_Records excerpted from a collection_

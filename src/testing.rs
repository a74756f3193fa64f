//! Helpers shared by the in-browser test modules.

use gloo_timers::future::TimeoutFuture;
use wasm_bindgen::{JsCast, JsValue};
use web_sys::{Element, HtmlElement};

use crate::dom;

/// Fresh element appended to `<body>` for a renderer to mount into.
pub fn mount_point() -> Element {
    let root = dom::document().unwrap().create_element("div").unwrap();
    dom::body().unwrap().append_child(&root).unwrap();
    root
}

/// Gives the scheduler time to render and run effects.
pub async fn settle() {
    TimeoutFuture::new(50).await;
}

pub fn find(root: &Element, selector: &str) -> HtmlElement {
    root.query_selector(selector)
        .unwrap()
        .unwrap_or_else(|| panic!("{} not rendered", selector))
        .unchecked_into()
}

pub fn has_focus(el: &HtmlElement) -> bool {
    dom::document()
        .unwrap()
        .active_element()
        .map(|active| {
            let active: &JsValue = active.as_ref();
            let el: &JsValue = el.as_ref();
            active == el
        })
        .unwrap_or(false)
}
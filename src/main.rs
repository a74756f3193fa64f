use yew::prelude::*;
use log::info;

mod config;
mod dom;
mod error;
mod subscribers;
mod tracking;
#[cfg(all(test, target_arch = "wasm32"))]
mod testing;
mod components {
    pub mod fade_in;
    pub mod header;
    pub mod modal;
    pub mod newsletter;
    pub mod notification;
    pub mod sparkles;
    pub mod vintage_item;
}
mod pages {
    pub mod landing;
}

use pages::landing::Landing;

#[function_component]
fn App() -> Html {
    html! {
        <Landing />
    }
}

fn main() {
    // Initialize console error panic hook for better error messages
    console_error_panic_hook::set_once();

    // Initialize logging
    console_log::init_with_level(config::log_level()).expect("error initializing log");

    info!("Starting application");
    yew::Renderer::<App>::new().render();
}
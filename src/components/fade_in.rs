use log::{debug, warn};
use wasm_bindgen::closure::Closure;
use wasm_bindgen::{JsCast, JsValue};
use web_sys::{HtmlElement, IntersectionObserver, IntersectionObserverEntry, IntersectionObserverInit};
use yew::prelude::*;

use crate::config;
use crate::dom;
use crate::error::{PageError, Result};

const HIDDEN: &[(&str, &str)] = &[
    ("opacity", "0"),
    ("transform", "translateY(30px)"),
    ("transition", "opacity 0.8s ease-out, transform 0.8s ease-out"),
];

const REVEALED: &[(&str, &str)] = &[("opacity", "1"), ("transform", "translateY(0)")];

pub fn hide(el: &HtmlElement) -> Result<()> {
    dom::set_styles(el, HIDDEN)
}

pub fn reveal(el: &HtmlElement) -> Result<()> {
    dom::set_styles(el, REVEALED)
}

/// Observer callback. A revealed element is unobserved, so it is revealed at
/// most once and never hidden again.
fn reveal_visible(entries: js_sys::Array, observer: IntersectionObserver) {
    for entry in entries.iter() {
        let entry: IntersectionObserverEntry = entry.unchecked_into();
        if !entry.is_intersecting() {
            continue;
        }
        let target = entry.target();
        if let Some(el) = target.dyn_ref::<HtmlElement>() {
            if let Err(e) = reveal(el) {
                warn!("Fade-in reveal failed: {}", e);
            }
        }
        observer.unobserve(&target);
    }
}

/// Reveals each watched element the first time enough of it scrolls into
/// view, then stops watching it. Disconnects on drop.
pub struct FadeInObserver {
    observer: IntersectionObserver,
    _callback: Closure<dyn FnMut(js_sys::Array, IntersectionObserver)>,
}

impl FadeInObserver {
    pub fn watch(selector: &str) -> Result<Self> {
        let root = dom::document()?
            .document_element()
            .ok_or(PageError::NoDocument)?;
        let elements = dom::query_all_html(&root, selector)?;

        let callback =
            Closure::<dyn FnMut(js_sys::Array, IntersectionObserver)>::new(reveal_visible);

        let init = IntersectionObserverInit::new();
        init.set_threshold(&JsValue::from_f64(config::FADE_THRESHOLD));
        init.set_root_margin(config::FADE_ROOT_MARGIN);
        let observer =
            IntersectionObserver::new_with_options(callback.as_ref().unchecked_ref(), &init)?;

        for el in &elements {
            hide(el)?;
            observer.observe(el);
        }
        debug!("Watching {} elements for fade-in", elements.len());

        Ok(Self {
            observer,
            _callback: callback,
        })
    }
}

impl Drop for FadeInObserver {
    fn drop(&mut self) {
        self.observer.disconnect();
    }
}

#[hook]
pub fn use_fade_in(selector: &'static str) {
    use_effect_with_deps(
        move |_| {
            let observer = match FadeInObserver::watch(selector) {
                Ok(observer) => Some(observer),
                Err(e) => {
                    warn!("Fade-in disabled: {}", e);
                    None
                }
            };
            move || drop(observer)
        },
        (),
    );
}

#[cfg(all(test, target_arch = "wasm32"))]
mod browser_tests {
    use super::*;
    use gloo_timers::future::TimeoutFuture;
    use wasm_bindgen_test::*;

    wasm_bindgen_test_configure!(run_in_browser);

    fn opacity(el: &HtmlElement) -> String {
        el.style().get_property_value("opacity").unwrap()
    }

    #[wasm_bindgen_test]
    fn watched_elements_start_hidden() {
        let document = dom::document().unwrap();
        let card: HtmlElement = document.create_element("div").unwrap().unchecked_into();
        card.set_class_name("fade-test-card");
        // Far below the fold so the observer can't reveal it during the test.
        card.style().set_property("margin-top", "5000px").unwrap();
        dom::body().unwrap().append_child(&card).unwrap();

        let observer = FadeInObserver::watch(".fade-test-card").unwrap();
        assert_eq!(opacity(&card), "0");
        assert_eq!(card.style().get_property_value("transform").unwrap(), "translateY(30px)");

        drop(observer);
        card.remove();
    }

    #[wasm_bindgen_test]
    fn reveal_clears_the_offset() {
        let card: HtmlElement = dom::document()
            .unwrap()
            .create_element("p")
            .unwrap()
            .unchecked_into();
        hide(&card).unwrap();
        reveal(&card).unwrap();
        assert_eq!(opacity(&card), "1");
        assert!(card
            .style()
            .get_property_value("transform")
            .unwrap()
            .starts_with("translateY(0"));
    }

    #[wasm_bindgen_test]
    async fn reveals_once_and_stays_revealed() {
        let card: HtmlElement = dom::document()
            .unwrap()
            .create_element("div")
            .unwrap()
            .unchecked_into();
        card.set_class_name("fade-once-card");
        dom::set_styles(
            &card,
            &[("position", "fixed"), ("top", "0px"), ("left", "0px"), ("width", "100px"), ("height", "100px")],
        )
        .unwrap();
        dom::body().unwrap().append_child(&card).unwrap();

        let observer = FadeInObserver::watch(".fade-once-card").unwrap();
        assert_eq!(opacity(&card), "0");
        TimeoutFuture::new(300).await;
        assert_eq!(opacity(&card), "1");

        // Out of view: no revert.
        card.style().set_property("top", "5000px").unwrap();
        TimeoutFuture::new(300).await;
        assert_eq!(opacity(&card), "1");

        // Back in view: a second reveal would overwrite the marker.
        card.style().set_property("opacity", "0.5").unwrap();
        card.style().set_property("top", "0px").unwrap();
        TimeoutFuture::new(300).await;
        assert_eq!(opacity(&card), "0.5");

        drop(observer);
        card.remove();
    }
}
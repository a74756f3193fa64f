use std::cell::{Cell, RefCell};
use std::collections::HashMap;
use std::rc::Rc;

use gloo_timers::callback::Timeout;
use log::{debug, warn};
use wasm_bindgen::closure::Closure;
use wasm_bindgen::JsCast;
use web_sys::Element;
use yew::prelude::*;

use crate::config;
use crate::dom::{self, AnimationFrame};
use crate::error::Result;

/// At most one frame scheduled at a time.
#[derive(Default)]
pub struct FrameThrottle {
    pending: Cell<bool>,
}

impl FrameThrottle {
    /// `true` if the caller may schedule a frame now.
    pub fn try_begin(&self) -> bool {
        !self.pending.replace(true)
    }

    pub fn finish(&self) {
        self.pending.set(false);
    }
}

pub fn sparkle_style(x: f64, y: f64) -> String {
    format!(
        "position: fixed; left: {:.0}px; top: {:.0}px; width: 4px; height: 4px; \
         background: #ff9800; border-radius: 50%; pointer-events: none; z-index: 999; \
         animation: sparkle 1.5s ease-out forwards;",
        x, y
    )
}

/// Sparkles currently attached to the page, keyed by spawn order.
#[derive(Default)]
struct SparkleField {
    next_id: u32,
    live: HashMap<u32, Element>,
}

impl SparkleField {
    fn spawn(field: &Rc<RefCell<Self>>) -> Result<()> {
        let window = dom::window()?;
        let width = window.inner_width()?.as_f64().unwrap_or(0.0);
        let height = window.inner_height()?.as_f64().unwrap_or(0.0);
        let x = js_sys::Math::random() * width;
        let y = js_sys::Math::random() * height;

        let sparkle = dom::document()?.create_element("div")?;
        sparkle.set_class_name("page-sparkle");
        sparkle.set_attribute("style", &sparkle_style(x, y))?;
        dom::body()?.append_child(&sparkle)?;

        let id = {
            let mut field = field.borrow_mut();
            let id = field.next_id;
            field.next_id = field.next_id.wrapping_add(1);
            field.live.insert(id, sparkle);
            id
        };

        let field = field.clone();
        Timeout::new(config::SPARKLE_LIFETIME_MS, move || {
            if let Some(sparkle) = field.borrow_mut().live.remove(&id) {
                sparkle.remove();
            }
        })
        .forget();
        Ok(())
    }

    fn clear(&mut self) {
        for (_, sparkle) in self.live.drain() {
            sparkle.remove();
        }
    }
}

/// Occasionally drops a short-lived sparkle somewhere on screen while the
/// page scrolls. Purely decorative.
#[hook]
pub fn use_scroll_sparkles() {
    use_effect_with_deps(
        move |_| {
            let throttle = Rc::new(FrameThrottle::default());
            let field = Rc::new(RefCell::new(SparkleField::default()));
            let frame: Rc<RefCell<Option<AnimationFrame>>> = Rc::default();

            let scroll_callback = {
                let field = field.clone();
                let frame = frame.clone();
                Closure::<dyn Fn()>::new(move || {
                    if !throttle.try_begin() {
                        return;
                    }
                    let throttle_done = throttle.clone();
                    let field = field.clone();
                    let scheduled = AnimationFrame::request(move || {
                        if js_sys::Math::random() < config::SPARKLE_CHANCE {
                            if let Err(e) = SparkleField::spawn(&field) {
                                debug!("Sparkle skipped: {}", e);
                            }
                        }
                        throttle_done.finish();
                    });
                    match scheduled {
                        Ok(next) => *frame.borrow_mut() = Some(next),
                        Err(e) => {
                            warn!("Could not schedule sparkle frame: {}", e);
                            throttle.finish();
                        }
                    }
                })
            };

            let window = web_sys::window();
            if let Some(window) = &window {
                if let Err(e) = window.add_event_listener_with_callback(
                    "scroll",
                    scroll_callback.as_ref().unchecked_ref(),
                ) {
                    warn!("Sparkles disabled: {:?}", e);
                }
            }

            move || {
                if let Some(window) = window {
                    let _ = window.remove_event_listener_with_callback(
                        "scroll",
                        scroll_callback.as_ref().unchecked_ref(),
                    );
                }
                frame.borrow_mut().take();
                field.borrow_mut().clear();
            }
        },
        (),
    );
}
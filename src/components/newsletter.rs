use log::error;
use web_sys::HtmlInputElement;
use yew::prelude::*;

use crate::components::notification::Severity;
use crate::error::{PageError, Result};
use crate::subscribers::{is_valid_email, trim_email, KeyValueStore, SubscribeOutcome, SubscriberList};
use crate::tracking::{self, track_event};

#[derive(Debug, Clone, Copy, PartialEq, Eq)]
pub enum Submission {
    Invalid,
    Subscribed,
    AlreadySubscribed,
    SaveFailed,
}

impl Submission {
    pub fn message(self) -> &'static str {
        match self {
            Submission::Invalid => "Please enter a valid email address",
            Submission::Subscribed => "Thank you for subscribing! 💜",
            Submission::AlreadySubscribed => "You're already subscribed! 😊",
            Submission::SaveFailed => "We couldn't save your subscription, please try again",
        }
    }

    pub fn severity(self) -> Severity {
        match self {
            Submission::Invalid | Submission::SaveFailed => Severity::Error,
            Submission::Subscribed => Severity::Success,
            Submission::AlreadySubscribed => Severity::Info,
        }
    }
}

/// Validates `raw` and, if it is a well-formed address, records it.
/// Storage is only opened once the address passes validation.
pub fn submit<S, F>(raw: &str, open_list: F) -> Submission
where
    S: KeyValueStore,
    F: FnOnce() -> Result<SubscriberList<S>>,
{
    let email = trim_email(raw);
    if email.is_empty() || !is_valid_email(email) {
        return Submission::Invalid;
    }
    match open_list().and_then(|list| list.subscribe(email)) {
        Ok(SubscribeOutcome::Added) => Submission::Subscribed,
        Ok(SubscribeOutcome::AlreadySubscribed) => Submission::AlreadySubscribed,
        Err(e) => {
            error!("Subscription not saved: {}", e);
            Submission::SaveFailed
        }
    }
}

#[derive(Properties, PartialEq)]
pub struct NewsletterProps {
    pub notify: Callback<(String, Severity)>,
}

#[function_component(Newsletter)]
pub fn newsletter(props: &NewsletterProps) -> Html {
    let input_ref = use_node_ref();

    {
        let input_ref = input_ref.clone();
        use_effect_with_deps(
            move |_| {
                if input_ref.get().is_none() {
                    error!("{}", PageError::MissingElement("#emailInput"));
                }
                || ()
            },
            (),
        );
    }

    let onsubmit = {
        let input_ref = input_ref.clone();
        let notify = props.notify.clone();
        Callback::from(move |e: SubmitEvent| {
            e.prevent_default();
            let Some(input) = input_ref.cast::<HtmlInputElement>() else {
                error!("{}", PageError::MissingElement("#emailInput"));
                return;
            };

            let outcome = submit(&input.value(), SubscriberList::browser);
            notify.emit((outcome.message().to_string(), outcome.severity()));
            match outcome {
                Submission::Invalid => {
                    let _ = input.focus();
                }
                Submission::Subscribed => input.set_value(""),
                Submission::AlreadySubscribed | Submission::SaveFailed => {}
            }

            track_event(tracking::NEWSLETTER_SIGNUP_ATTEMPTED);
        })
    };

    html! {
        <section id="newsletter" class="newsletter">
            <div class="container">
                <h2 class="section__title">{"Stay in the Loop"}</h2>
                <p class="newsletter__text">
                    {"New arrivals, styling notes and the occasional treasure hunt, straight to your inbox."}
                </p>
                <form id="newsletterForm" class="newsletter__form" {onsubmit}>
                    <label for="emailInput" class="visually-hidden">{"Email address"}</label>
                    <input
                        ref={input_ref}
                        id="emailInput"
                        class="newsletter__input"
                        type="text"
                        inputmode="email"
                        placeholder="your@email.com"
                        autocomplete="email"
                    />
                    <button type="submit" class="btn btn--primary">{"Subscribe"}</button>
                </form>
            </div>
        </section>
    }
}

_DIRECTIONS FOR THIS TASK_
Print, from the entries above, the line with "let width = window.inner_width()?.as_f64().unwrap_or(0.0);", the line with "let mut field" and all lines between them, exactly and with nothing else.

_SOLUTION BELOW_
        let width = window.inner_width()?.as_f64().unwrap_or(0.0);
        let height = window.inner_height()?.as_f64().unwrap_or(0.0);
        let x = js_sys::Math::random() * width;
        let y = js_sys::Math::random() * height;

        let sparkle = dom::document()?.create_element("div")?;
        sparkle.set_class_name("page-sparkle");
        sparkle.set_attribute("style", &sparkle_style(x, y))?;
        dom::body()?.append_child(&sparkle)?;

        let id = {
            let mut field = field.borrow_mut();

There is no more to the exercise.